Saint Alexius of Rome or Alexius of Edessa (Greek: Ἀλέξιος, Alexios) also Alexis) was a fourth-century monk who lived in anonymity and is known for his dedication to Christ. There are two versions of his life that are known to us, a Syriac one and a Greek one.

Syriac version[edit]

According to Syriac tradition St. Alexius was an Eastern saint whose veneration was later transplanted to Rome. The relocation of the veneration to Rome was facilitated by the belief that the saint was a native of Rome and had died there. This Roman connection stemmed from an earlier Syriac legend which recounted that during the episcopate of Bishop Rabbula (412–435) a "Man of God" who lived in Edessa, Mesopotamia, as a beggar, and who shared the alms he received with other poor people, was found to be a native of Rome after his death.[1]

Greek version[edit]

The Wedding of Saint Alexius; Garcia Fernandes, 1541.

The Greek version of his legend made Alexius the only son of Euphemianus, a wealthy Christian Roman of the senatorial class. Alexius fled his arranged marriage to follow his holy vocation. Disguised as a beggar, he lived near Edessa in Syria, accepting alms even from his own household slaves, who had been sent to look for him but did not recognize him,[2] until a miraculous icon of the Blessed Virgin Mary (later this image was called Madonna of St. Alexius) singled him out as a "Man of God" (Greek: Ἄνθρωπος τοῦ Θεοῦ).
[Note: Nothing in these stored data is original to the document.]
//! Body self-rotation and subsolar calibration.
//!
//! Free bodies spin at a constant rate from the simulation epoch. A calibrated
//! body (Earth) additionally carries a one-time offset that lines its modelled
//! subsolar point up with the real one; see [`calibrate`].

mod calibration;
mod error;
pub mod spin;
pub mod subsolar;

pub use calibration::{Calibration, CalibrationReport, DEFAULT_TOLERANCE_DEG, calibrate, calibration_angle};
pub use error::CalibrationError;
pub use spin::{BodySpin, RotationState, axial_tilt, body_transform, orientation, spin_phase};
pub use subsolar::{
    SIDEREAL_DAY_SECONDS, SIDEREAL_RATE, day_of_year, earth_rotation_angle, equation_of_time,
    measure_model_subsolar_longitude, normalize_longitude, true_subsolar_longitude,
};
Fleeing the resultant notoriety, he returned to Rome, so changed that his parents did not recognize him, but as good Christians took him in and sheltered him for seventeen years, which he spent in a dark cubbyhole beneath the stairs, praying and teaching catechism to children.[2] After his death, his family found a note on his body which told them who he was and how he had lived his life of penance from the day of his wedding, for the love of God.


Alexius seems to have been completely unknown in the West prior to the end of the tenth century. Only from the end of the 10th century did his name begin to appear in any liturgical books there.

Since before the 8th century, there was on the Aventine in Rome a church that was dedicated to St Boniface. In 972 Pope Benedict VII transferred this almost abandoned church to the exiled Greek metropolitan, Sergius of Damascus. The latter erected beside the church a monastery for Greek and Latin monks, soon made famous for the austere life of its inmates. To the name of St Boniface was now added that of St Alexius as titular saint of the church and monastery known as Santi Bonifacio e Alessio. It is evidently Sergius and his monks who brought to Rome the veneration of Saint Alexius. The Eastern saint, according to his legend a native of Rome, was soon very popular with the folk of that city.[1] This church, being associated with the legend, was considered to be built on the site of the home that Alexius returned to from Edessa.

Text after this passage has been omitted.